The problem:
Line count for the string "Copy": give the number of lines in the data below that contain it, and nothing more.

····················

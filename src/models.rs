use chrono::{DateTime, NaiveDate, Utc};
use serde::{Deserialize, Serialize};
use sqlx::FromRow;
use std::fmt;

// ============ Taxpayer Models ============

/// Normalized result of an RNC/Cédula lookup.
///
/// Serialized field names follow the labels shown on the DGII page so the
/// JSON shape stays stable for existing consumers. Every string field is
/// always present once a lookup succeeded; missing upstream rows become `""`.
#[derive(Debug, Clone, PartialEq, Eq, Default, Serialize, Deserialize)]
pub struct TaxpayerProfile {
    /// Cédula or RNC as reported by the source.
    #[serde(rename = "cedula_rnc")]
    pub identifier: String,
    /// Nombre / Razón Social.
    #[serde(rename = "nombre_razon_social")]
    pub legal_name: String,
    #[serde(rename = "nombre_comercial")]
    pub trade_name: String,
    #[serde(rename = "categoria")]
    pub category: String,
    #[serde(rename = "regimen_de_pagos")]
    pub payment_regime: String,
    #[serde(rename = "estado")]
    pub status: String,
    #[serde(rename = "actividad_economica")]
    pub economic_activity: String,
    #[serde(rename = "administracion_local")]
    pub local_administration: String,
    #[serde(rename = "facturador_electronico")]
    pub electronic_invoicing: String,
    #[serde(rename = "licencias_de_comercializacion_de_vhm")]
    pub vhm_license: String,
    /// Sanitized identifier that was looked up.
    #[serde(rename = "rnc_consultado")]
    pub queried_identifier: String,
    /// True when the profile was served from the cache store.
    #[serde(rename = "cache")]
    pub from_cache: bool,
}

/// The fixed set of profile fields a source row can populate.
#[derive(Debug, Clone, Copy, PartialEq, Eq, Hash)]
pub enum ProfileField {
    Identifier,
    LegalName,
    TradeName,
    Category,
    PaymentRegime,
    Status,
    EconomicActivity,
    LocalAdministration,
    ElectronicInvoicing,
    VhmLicense,
}

impl ProfileField {
    pub const ALL: [ProfileField; 10] = [
        ProfileField::Identifier,
        ProfileField::LegalName,
        ProfileField::TradeName,
        ProfileField::Category,
        ProfileField::PaymentRegime,
        ProfileField::Status,
        ProfileField::EconomicActivity,
        ProfileField::LocalAdministration,
        ProfileField::ElectronicInvoicing,
        ProfileField::VhmLicense,
    ];

    /// Serialized key of the field.
    pub fn key(self) -> &'static str {
        match self {
            ProfileField::Identifier => "cedula_rnc",
            ProfileField::LegalName => "nombre_razon_social",
            ProfileField::TradeName => "nombre_comercial",
            ProfileField::Category => "categoria",
            ProfileField::PaymentRegime => "regimen_de_pagos",
            ProfileField::Status => "estado",
            ProfileField::EconomicActivity => "actividad_economica",
            ProfileField::LocalAdministration => "administracion_local",
            ProfileField::ElectronicInvoicing => "facturador_electronico",
            ProfileField::VhmLicense => "licencias_de_comercializacion_de_vhm",
        }
    }
}

impl TaxpayerProfile {
    /// Builds a profile from parsed field values. Fields without a value stay empty.
    pub fn from_fields<I>(fields: I, queried_identifier: &str, from_cache: bool) -> Self
    where
        I: IntoIterator<Item = (ProfileField, String)>,
    {
        let mut profile = TaxpayerProfile {
            queried_identifier: queried_identifier.to_string(),
            from_cache,
            ..Default::default()
        };
        for (field, value) in fields {
            profile.set(field, value);
        }
        profile
    }

    pub fn set(&mut self, field: ProfileField, value: String) {
        let slot = match field {
            ProfileField::Identifier => &mut self.identifier,
            ProfileField::LegalName => &mut self.legal_name,
            ProfileField::TradeName => &mut self.trade_name,
            ProfileField::Category => &mut self.category,
            ProfileField::PaymentRegime => &mut self.payment_regime,
            ProfileField::Status => &mut self.status,
            ProfileField::EconomicActivity => &mut self.economic_activity,
            ProfileField::LocalAdministration => &mut self.local_administration,
            ProfileField::ElectronicInvoicing => &mut self.electronic_invoicing,
            ProfileField::VhmLicense => &mut self.vhm_license,
        };
        *slot = value;
    }

    pub fn get(&self, field: ProfileField) -> &str {
        match field {
            ProfileField::Identifier => &self.identifier,
            ProfileField::LegalName => &self.legal_name,
            ProfileField::TradeName => &self.trade_name,
            ProfileField::Category => &self.category,
            ProfileField::PaymentRegime => &self.payment_regime,
            ProfileField::Status => &self.status,
            ProfileField::EconomicActivity => &self.economic_activity,
            ProfileField::LocalAdministration => &self.local_administration,
            ProfileField::ElectronicInvoicing => &self.electronic_invoicing,
            ProfileField::VhmLicense => &self.vhm_license,
        }
    }
}

/// Persisted cache unit. Only successful lookups are ever stored.
#[derive(Debug, Clone, PartialEq, Eq)]
pub struct CacheRecord {
    pub identifier: String,
    pub profile: TaxpayerProfile,
    pub created_at: DateTime<Utc>,
}

// ============ Classification ============

#[derive(Debug, Clone, Copy, PartialEq, Eq, Serialize)]
#[serde(rename_all = "snake_case")]
pub enum ErrorKind {
    /// DGII confirmed the identifier is not a registered taxpayer.
    NotRegistered,
    /// Banner other than "not registered" (rate limiting, maintenance).
    UpstreamTransient,
    /// Neither a banner nor any data row.
    EmptyResponse,
}

impl fmt::Display for ErrorKind {
    fn fmt(&self, f: &mut fmt::Formatter<'_>) -> fmt::Result {
        match self {
            ErrorKind::NotRegistered => write!(f, "not_registered"),
            ErrorKind::UpstreamTransient => write!(f, "upstream_transient"),
            ErrorKind::EmptyResponse => write!(f, "empty_response"),
        }
    }
}

/// A negative lookup outcome read from the upstream page. Never persisted.
#[derive(Debug, Clone, PartialEq, Eq)]
pub struct ClassifiedError {
    pub kind: ErrorKind,
    pub message: String,
}

impl ClassifiedError {
    pub fn new(kind: ErrorKind, message: impl Into<String>) -> Self {
        Self {
            kind,
            message: message.into(),
        }
    }
}

// ============ Metrics ============

/// One row per calendar day (UTC).
#[derive(Debug, Clone, PartialEq, Eq, FromRow, Serialize, Deserialize)]
pub struct DailyUsageMetrics {
    pub date: NaiveDate,
    pub total_requests: i64,
    pub cache_hits: i64,
    pub cache_misses: i64,
    pub errors: i64,
}

/// Outcome flags reported once per terminal lookup.
#[derive(Debug, Clone, Copy, PartialEq, Eq)]
pub struct LookupOutcome {
    pub cache_hit: bool,
    pub error: bool,
}

// ============ API Models ============

/// Query parameters for `GET /api/v1/lookup`.
#[derive(Debug, Deserialize)]
pub struct LookupQuery {
    #[serde(alias = "rnc")]
    pub id: String,
}

/// Body for `POST /api/v1/lookup`.
#[derive(Debug, Deserialize)]
pub struct LookupRequest {
    #[serde(alias = "rnc")]
    pub id: String,
}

····················

Solution for this exercise:
3